Saved data entries ::

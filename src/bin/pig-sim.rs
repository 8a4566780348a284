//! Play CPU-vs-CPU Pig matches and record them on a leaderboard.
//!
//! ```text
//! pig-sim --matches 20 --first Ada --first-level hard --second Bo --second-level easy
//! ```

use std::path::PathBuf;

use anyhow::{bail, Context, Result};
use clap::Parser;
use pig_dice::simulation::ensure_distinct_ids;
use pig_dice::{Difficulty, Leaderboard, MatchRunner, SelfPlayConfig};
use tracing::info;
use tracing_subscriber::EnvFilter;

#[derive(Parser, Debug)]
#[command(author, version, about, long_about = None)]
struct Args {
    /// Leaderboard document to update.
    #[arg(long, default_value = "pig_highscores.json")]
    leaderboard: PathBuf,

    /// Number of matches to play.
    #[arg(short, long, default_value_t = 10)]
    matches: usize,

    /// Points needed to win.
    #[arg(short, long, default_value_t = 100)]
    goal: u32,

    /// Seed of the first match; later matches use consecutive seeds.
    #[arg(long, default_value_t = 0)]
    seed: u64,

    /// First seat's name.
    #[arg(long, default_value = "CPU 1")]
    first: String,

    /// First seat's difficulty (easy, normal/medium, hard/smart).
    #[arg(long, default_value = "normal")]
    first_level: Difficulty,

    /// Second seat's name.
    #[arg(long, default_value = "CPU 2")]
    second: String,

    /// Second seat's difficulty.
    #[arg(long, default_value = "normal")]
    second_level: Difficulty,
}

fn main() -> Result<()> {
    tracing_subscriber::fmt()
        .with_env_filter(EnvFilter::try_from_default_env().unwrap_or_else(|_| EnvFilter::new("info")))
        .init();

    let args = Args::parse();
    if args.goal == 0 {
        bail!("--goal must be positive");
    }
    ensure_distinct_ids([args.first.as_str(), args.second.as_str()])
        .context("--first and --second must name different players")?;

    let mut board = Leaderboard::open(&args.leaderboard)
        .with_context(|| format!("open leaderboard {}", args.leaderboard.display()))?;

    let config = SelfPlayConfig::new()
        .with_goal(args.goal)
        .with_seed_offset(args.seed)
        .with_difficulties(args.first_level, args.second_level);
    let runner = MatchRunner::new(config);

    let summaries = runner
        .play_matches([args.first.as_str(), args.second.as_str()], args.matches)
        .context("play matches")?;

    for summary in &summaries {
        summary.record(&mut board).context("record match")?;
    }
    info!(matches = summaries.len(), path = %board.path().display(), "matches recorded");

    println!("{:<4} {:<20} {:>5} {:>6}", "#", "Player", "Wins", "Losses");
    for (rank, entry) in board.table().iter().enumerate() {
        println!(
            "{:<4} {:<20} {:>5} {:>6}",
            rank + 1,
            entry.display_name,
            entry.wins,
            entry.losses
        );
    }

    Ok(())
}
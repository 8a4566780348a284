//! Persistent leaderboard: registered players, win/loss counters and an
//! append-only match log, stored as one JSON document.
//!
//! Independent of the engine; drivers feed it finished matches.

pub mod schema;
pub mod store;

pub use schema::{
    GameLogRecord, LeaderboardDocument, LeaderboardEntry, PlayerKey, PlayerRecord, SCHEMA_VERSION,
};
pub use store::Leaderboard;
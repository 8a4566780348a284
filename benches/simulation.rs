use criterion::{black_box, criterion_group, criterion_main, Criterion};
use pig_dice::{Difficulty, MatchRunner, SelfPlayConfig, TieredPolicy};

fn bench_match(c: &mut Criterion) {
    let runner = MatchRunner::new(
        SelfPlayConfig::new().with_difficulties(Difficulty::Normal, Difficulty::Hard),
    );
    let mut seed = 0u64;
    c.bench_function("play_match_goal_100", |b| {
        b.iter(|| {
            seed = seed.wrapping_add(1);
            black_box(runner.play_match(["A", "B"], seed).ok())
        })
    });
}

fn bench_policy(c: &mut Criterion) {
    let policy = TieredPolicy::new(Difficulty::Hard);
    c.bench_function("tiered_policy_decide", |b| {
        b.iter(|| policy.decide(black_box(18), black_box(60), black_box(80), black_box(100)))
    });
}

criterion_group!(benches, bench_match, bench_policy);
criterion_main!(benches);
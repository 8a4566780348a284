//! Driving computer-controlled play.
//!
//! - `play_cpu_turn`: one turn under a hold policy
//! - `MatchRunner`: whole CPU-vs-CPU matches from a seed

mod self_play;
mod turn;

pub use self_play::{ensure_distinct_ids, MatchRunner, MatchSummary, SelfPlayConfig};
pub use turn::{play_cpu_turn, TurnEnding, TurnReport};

Exercise :: Each line of the data above should appear again in your answer, exactly as given.

Expected output ::
filename src/bin/pig-sim.rs
repository 8a4566780348a284
//! Play CPU-vs-CPU Pig matches and record them on a leaderboard.
//!
//! ```text
//! pig-sim --matches 20 --first Ada --first-level hard --second Bo --second-level easy
//! ```

use std::path::PathBuf;

use anyhow::{bail, Context, Result};
use clap::Parser;
use pig_dice::simulation::ensure_distinct_ids;
use pig_dice::{Difficulty, Leaderboard, MatchRunner, SelfPlayConfig};
use tracing::info;
use tracing_subscriber::EnvFilter;

#[derive(Parser, Debug)]
#[command(author, version, about, long_about = None)]
struct Args {
    /// Leaderboard document to update.
    #[arg(long, default_value = "pig_highscores.json")]
    leaderboard: PathBuf,

    /// Number of matches to play.
    #[arg(short, long, default_value_t = 10)]
    matches: usize,

    /// Points needed to win.
    #[arg(short, long, default_value_t = 100)]
    goal: u32,

    /// Seed of the first match; later matches use consecutive seeds.
    #[arg(long, default_value_t = 0)]
    seed: u64,

    /// First seat's name.
    #[arg(long, default_value = "CPU 1")]
    first: String,

    /// First seat's difficulty (easy, normal/medium, hard/smart).
    #[arg(long, default_value = "normal")]
    first_level: Difficulty,

    /// Second seat's name.
    #[arg(long, default_value = "CPU 2")]
    second: String,

    /// Second seat's difficulty.
    #[arg(long, default_value = "normal")]
    second_level: Difficulty,
}

fn main() -> Result<()> {
    tracing_subscriber::fmt()
        .with_env_filter(EnvFilter::try_from_default_env().unwrap_or_else(|_| EnvFilter::new("info")))
        .init();

    let args = Args::parse();
    if args.goal == 0 {
        bail!("--goal must be positive");
    }
    ensure_distinct_ids([args.first.as_str(), args.second.as_str()])
        .context("--first and --second must name different players")?;

    let mut board = Leaderboard::open(&args.leaderboard)
        .with_context(|| format!("open leaderboard {}", args.leaderboard.display()))?;

    let config = SelfPlayConfig::new()
        .with_goal(args.goal)
        .with_seed_offset(args.seed)
        .with_difficulties(args.first_level, args.second_level);
    let runner = MatchRunner::new(config);

    let summaries = runner
        .play_matches([args.first.as_str(), args.second.as_str()], args.matches)
        .context("play matches")?;

    for summary in &summaries {
        summary.record(&mut board).context("record match")?;
    }
    info!(matches = summaries.len(), path = %board.path().display(), "matches recorded");

    println!("{:<4} {:<20} {:>5} {:>6}", "#", "Player", "Wins", "Losses");
    for (rank, entry) in board.table().iter().enumerate() {
        println!(
            "{:<4} {:<20} {:>5} {:>6}",
            rank + 1,
            entry.display_name,
            entry.wins,
            entry.losses
        );
    }

    Ok(())
}
repository 8a4566780348a284
//! Persistent leaderboard: registered players, win/loss counters and an
//! append-only match log, stored as one JSON document.
//!
//! Independent of the engine; drivers feed it finished matches.

pub mod schema;
pub mod store;

pub use schema::{
    GameLogRecord, LeaderboardDocument, LeaderboardEntry, PlayerKey, PlayerRecord, SCHEMA_VERSION,
};
pub use store::Leaderboard;
repository 8a4566780348a284
filename benches/simulation.rs
use criterion::{black_box, criterion_group, criterion_main, Criterion};
use pig_dice::{Difficulty, MatchRunner, SelfPlayConfig, TieredPolicy};

fn bench_match(c: &mut Criterion) {
    let runner = MatchRunner::new(
        SelfPlayConfig::new().with_difficulties(Difficulty::Normal, Difficulty::Hard),
    );
    let mut seed = 0u64;
    c.bench_function("play_match_goal_100", |b| {
        b.iter(|| {
            seed = seed.wrapping_add(1);
            black_box(runner.play_match(["A", "B"], seed).ok())
        })
    });
}

fn bench_policy(c: &mut Criterion) {
    let policy = TieredPolicy::new(Difficulty::Hard);
    c.bench_function("tiered_policy_decide", |b| {
        b.iter(|| policy.decide(black_box(18), black_box(60), black_box(80), black_box(100)))
    });
}

criterion_group!(benches, bench_match, bench_policy);
criterion_main!(benches);
repository 8a4566780348a284
//! Driving computer-controlled play.
//!
//! - `play_cpu_turn`: one turn under a hold policy
//! - `MatchRunner`: whole CPU-vs-CPU matches from a seed

mod self_play;
mod turn;

pub use self_play::{ensure_distinct_ids, MatchRunner, MatchSummary, SelfPlayConfig};
pub use turn::{play_cpu_turn, TurnEnding, TurnReport};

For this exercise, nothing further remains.